TASK TO CARRY OUT
Output the opening lines of the records exactly. End with the line that contains "markets, and different".

DATA
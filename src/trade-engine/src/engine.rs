//! Engine facade: market registry, per-pool commit slots, the position
//! ledger and the change-notification channel.
//!
//! Every pool has its own [`PairSlot`]. Quotes read the slot's published
//! snapshot without waiting. Commits take the slot's gate (bounded by
//! `lock_timeout`), mutate a clone of the snapshot and publish it with the
//! next version. An error anywhere in a commit drops the clone, so readers
//! never observe a partial trade. Pools of different markets, and different
//! outcomes of one market, never contend.

use std::collections::HashMap;
use std::sync::{Arc, PoisonError, RwLock};

use chrono::Utc;
use rust_decimal::Decimal;
use serde::Serialize;
use tokio::sync::{broadcast, Mutex};
use tracing::{debug, info, warn};
use uuid::Uuid;

use crate::config::EngineConfig;
use crate::error::{EngineError, EngineResult};
use crate::events::EngineEvent;
use crate::executor::{Settlement, TradeExecutor};
use crate::ledger::{Position, PositionKey, PositionLedger};
use crate::models::{
    ExecuteRequest, Market, MarketKind, MarketStatus, NewMarket, Order, OrderStatus, OutcomeDef,
    PlaceOrder, PoolKey, QuoteRequest, Side, Token, Trade,
};
use crate::orderbook::BookDepth;
use crate::pool::ReservePool;
use crate::quote::{Breakdown, ExecutionMethod, Quote, QuoteCalculator};
use crate::state::PairState;

/// Commit gate and published snapshot of one pool.
#[derive(Debug)]
pub struct PairSlot {
    gate: Mutex<()>,
    snapshot: RwLock<Arc<PairState>>,
}

impl PairSlot {
    fn new(state: PairState) -> Self {
        Self {
            gate: Mutex::new(()),
            snapshot: RwLock::new(Arc::new(state)),
        }
    }

    /// Latest published state.
    pub fn snapshot(&self) -> Arc<PairState> {
        self.snapshot
            .read()
            .unwrap_or_else(PoisonError::into_inner)
            .clone()
    }

    fn publish(&self, state: Arc<PairState>) {
        *self
            .snapshot
            .write()
            .unwrap_or_else(PoisonError::into_inner) = state;
    }
}

/// Result of a committed trade request.
#[derive(Debug, Clone, Serialize)]
pub struct ExecuteResponse {
    /// Shared by every fill of this request
    pub trade_id: Uuid,
    pub user_id: Uuid,
    pub shares: Decimal,
    pub price_per_share: Decimal,
    /// Buy: paid including fee. Sell: received net of fee.
    pub total_amount: Decimal,
    pub platform_fee: Decimal,
    pub slippage_pct: Decimal,
    pub execution_method: ExecutionMethod,
    pub breakdown: Breakdown,
    pub trades: Vec<Trade>,
    #[serde(skip_serializing_if = "Vec::is_empty")]
    pub maker_trades: Vec<Trade>,
    /// Snapshot version published by this trade
    pub version: u64,
}

impl ExecuteResponse {
    fn from_settlement(user_id: Uuid, settlement: Settlement, version: u64) -> Self {
        let quote = settlement.quote;
        Self {
            trade_id: settlement.request_id,
            user_id,
            shares: quote.shares,
            price_per_share: quote.price_per_share,
            total_amount: quote.total_cost,
            platform_fee: quote.platform_fee,
            slippage_pct: quote.slippage_pct,
            execution_method: quote.execution_method,
            breakdown: quote.breakdown,
            trades: settlement.trades,
            maker_trades: settlement.maker_trades,
            version,
        }
    }
}

/// Trade pricing and execution engine.
pub struct Engine {
    config: EngineConfig,
    calculator: QuoteCalculator,
    markets: RwLock<HashMap<Uuid, Market>>,
    pairs: RwLock<HashMap<PoolKey, Arc<PairSlot>>>,
    /// Order id -> owning pool, for cancellation by id
    orders: RwLock<HashMap<Uuid, PoolKey>>,
    ledger: PositionLedger,
    events: broadcast::Sender<EngineEvent>,
}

ANSWER TO THE EXERCISE
filename src/trade-engine/src/engine.rs
//! Engine facade: market registry, per-pool commit slots, the position
//! ledger and the change-notification channel.
//!
//! Every pool has its own [`PairSlot`]. Quotes read the slot's published
//! snapshot without waiting. Commits take the slot's gate (bounded by
//! `lock_timeout`), mutate a clone of the snapshot and publish it with the
//! next version. An error anywhere in a commit drops the clone, so readers
//! never observe a partial trade. Pools of different markets, and different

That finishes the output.